Reynolds and rabbitbrush

Blue and yeller, ’crossin’ feller. The mango Steelman Eurocross is practically camo’ in the rabbitbrush until you lamp those electric-blue Mavic Open Pros.

19 thoughts on “Reynolds and rabbitbrush

    1. They’re a’ight, K. I don’t have that much time on them, but they’re holding up OK down here. If you pump them too hard it’s easy to lose traction while climbing out of the saddle, but they’ve been treating me pretty well so far.

  1. Sandy has used rabbitbrush to dye yarn yellow and green for rug weaving. She used alum as a mordent to make the yellow, and a rusted iron mordent for green. I had a set of Mavic Ksyrium wheels with hubs and rims anodized that electric blue color.

  2. I was going to make an artistic joke, something along the lines of “still life with spokes and brush.” But then I thought you might take offense at the “still” part. But then I said it out loud anyway.

  3. Gawd! A steel bike with aluminum wheel rims? No motor? No battery? No disky brakes? How retro!! I’m afraid none of the current demographic targets of the bike biz would be slightly interested in that.

    But the bike company now owned by Louis Vuitton has just what they need – it’s even named the Costista … oh wait, it’s Crossista.

    I didn’t see where the motor or battery was…but I’m sure an e-Crossista is on-the-way!

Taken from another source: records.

//! Solves a manufactured elasticity problem on the unit square
//! and determines the algebraic convergence rate of Q1 and Q2.

use lamesolve::{
  config::ElasticityConfig,
  linalg::{CoordRef, Vector},
  material::LameParameters,
  problems::elasticity::ElasticProblem,
  util::algebraic_convergence_rate,
  Result,
};

use std::f64::consts::PI;

const MU: f64 = 1.0;
const LAMBDA: f64 = 10.0;

/// $u_x = u_y = sin(pi x) sin(pi y)$
fn exact_displacement(x: CoordRef) -> Vector {
  let s = (PI * x[0]).sin() * (PI * x[1]).sin();
  Vector::from_vec(vec![s, s])
}

fn manufactured_load(x: CoordRef) -> Vector {
  let (sx, cx) = (PI * x[0]).sin_cos();
  let (sy, cy) = (PI * x[1]).sin_cos();
  let f = PI * PI * ((3.0 * MU + LAMBDA) * sx * sy - (MU + LAMBDA) * cx * cy);
  Vector::from_vec(vec![f, f])
}

fn main() -> Result<()> {
  tracing_subscriber::fmt::init();

  for degree in 1..=2 {
    println!("Solving with Q{degree} elements.");
    measure_convergence(degree, 6)?;
  }
  Ok(())
}

fn measure_convergence(degree: usize, nrefinements: usize) -> Result<()> {
  fn print_seperator() {
    let nchar = 56;
    println!("{}", "-".repeat(nchar));
  }

  print_seperator();
  println!(
    "| {:>2} | {:>10} | {:>8} | {:>9} | {:>9} |",
    "k", "mesh width", "ndofs", "L2 error", "conv rate"
  );
  print_seperator();

  let mut errors = Vec::with_capacity(nrefinements);
  for refinement in 1..=nrefinements {
    let config = ElasticityConfig::default()
      .with_domain(0.0, 1.0)
      .with_refinements(refinement)
      .with_degree(degree)
      .with_lame(MU, LAMBDA);
    let lame = LameParameters::constant(MU, LAMBDA);
    let mut problem = ElasticProblem::with_coefficients(config, lame, manufactured_load)?;
    problem.run()?;

    let error = problem.l2_error(exact_displacement)?;
    let conv_rate = errors
      .last()
      .map(|&prev| algebraic_convergence_rate(error, prev))
      .unwrap_or(f64::INFINITY);
    errors.push(error);

    println!(
      "| {:>2} | {:>10.3e} | {:>8} | {:>9.3e} | {:>9.2} |",
      refinement,
      problem.mesh().mesh_width_max(),
      problem.ndofs(),
      error,
      conv_rate
    );
  }
  print_seperator();
  Ok(())
}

      1. That was shortly after a few of us seceded from Rainbow Racing to form Team Mad Dog Media-Dogs at Large Velo. Most of us were (ahem) entrepreneurial sorts with flexible schedules, and we were logging insane training mileage and racing a ton. Were it not for heavy stout consumption I might have dried up and blown away.

      2. Toe clips and straps even!!! I laugh at the kids nowadays when they say, “Ya know, you can get stuck in those things.” as if I just fell from space and stumbled onto the bike by accident.
        I usually follow up with, “Yeah, I do know that, thanks. This bike also forces you to reach down here to shift the gears…and there are no clicks, snaps, crackles or pops to help you. Amazing that anyone can ride such a thing, no?” When I climb on my vintage bike I’m always amazed at how quickly the muscle memory(?) comes back when it’s time to flip the pedal up to put my foot in or reach down to shift the gears. I find myself doing it a time or three even when I climb back on my bike with automatic pedals and shifting on the brake levers.

          1. Sometime in the 70’s I spent months trying to get a stock of Lyotard touring pedals. They were easy to find if you bought the entire bike. Yet French bikes were notorious for shitty wheels and lets not even bring up Simplex derailleurs.

        1. Sometime in the early 1990s, K. Casey B. Gibson shot that pic in Bibleburg’s Monument Valley Park. It was before I bought my first Steelman, a CC that Brent Steelman used to call “a 700c mountain bike,” and which may have been one of the first 29ers.